Strategically, if you're far behind and just losing, the last thing you want to do is just bleed out and hope they make a mistake. You want to make risky plays because you either take an inevitable loss further down the road or you have a really small chance of making a play right then. You have to seize the moment and make a play that maybe will have a 30% chance of succeeding, and 70% of the time, you'll probably just lose off it. Or you can wait five minutes, and then there's a 95% chance that you're going to lose.

Now, teams are getting good enough to where, if they have a 10k gold lead, you're not gonna throw it. You're probably going to make minor mistakes but usually you can bleed out a team super hard. That's kind of the philosophy that I have.

Obviously, I just jumped in and insta-died without flashing which is really, really sad, and that was a mechanical error, but usually I'm the kind of person who wants to make plays from behind. I don't want to just sit there and lose. That's so frustrating.

What is one thing that you are already seeing that will be a big challenge for TSM going forward?

Communication is definitely our biggest one.
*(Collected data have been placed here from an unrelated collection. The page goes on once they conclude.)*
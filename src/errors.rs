// src/errors.rs

//! Crate-wide error types.
//!
//! [`ExecError`] is the failure half of every job submitted to the
//! execution service. [`VcsRunnerError`] covers everything around it
//! (configuration, IO at startup, CLI wiring).

use std::time::Duration;

use thiserror::Error;

use crate::decode::DecodeError;
use crate::types::HandoffStage;

/// Typed failure for a single job.
///
/// Every submitted job terminates with exactly one normal result or exactly
/// one of these. None of them take the worker thread down.
#[derive(Error, Debug)]
pub enum ExecError {
    /// The executable could not be located or started.
    #[error("could not start '{program}': {source}")]
    Spawn {
        program: String,
        /// `PATH` in effect for the lookup.
        path: String,
        #[source]
        source: std::io::Error,
    },

    /// A bounded hand-off across the job queue expired. The external
    /// process may still be running.
    #[error("could not execute command (timed out after {after:?} waiting on {stage})")]
    Timeout { stage: HandoffStage, after: Duration },

    /// Output did not decode under any configured encoding.
    #[error(transparent)]
    Decoding(#[from] DecodeError),

    /// Unexpected fault inside the worker while running a job.
    #[error("unhandled fault in job: {message}")]
    Failure { message: String },
}

/// Coarse classification of an [`ExecError`], handy when the error itself
/// has to be consumed (e.g. moved into a callback).
#[derive(Debug, Clone, Copy, PartialEq, Eq)]
pub enum ExecErrorKind {
    Spawn,
    Timeout,
    Decoding,
    Failure,
}

impl ExecError {
    pub fn kind(&self) -> ExecErrorKind {
        match self {
            ExecError::Spawn { .. } => ExecErrorKind::Spawn,
            ExecError::Timeout { .. } => ExecErrorKind::Timeout,
            ExecError::Decoding(_) => ExecErrorKind::Decoding,
            ExecError::Failure { .. } => ExecErrorKind::Failure,
        }
    }

    pub(crate) fn failure(message: impl Into<String>) -> Self {
        ExecError::Failure {
            message: message.into(),
        }
    }
}

#[derive(Error, Debug)]
pub enum VcsRunnerError {
    #[error("Configuration error: {0}")]
    ConfigError(String),

    #[error("IO error: {0}")]
    IoError(#[from] std::io::Error),

    #[error("TOML parsing error: {0}")]
    TomlError(#[from] toml::de::Error),

    #[error("Execution error: {0}")]
    Exec(#[from] ExecError),

    #[error(transparent)]
    Other(#[from] anyhow::Error),
}

pub use anyhow::Error;
pub type Result<T> = std::result::Result<T, VcsRunnerError>;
Individual player-wise, it should be no problem, but on each of our teams, we were the ones who communicated the most so now when we play it ends up being very cluttered. So our communication isn't very efficient. It's all us trying to take control of our team and saying 'I need this, we're going to do this,' and even if all five of us are right, it doesn't matter. All we need to do is follow one person.

It will just come with time, I think, but it is a big problem. Our communication just kind of sucks because we all play different ways. Maybe there's a best one, probably not, they're probably all equally good, and it's just something we'll figure out.

This interview was edited and condensed for clarity.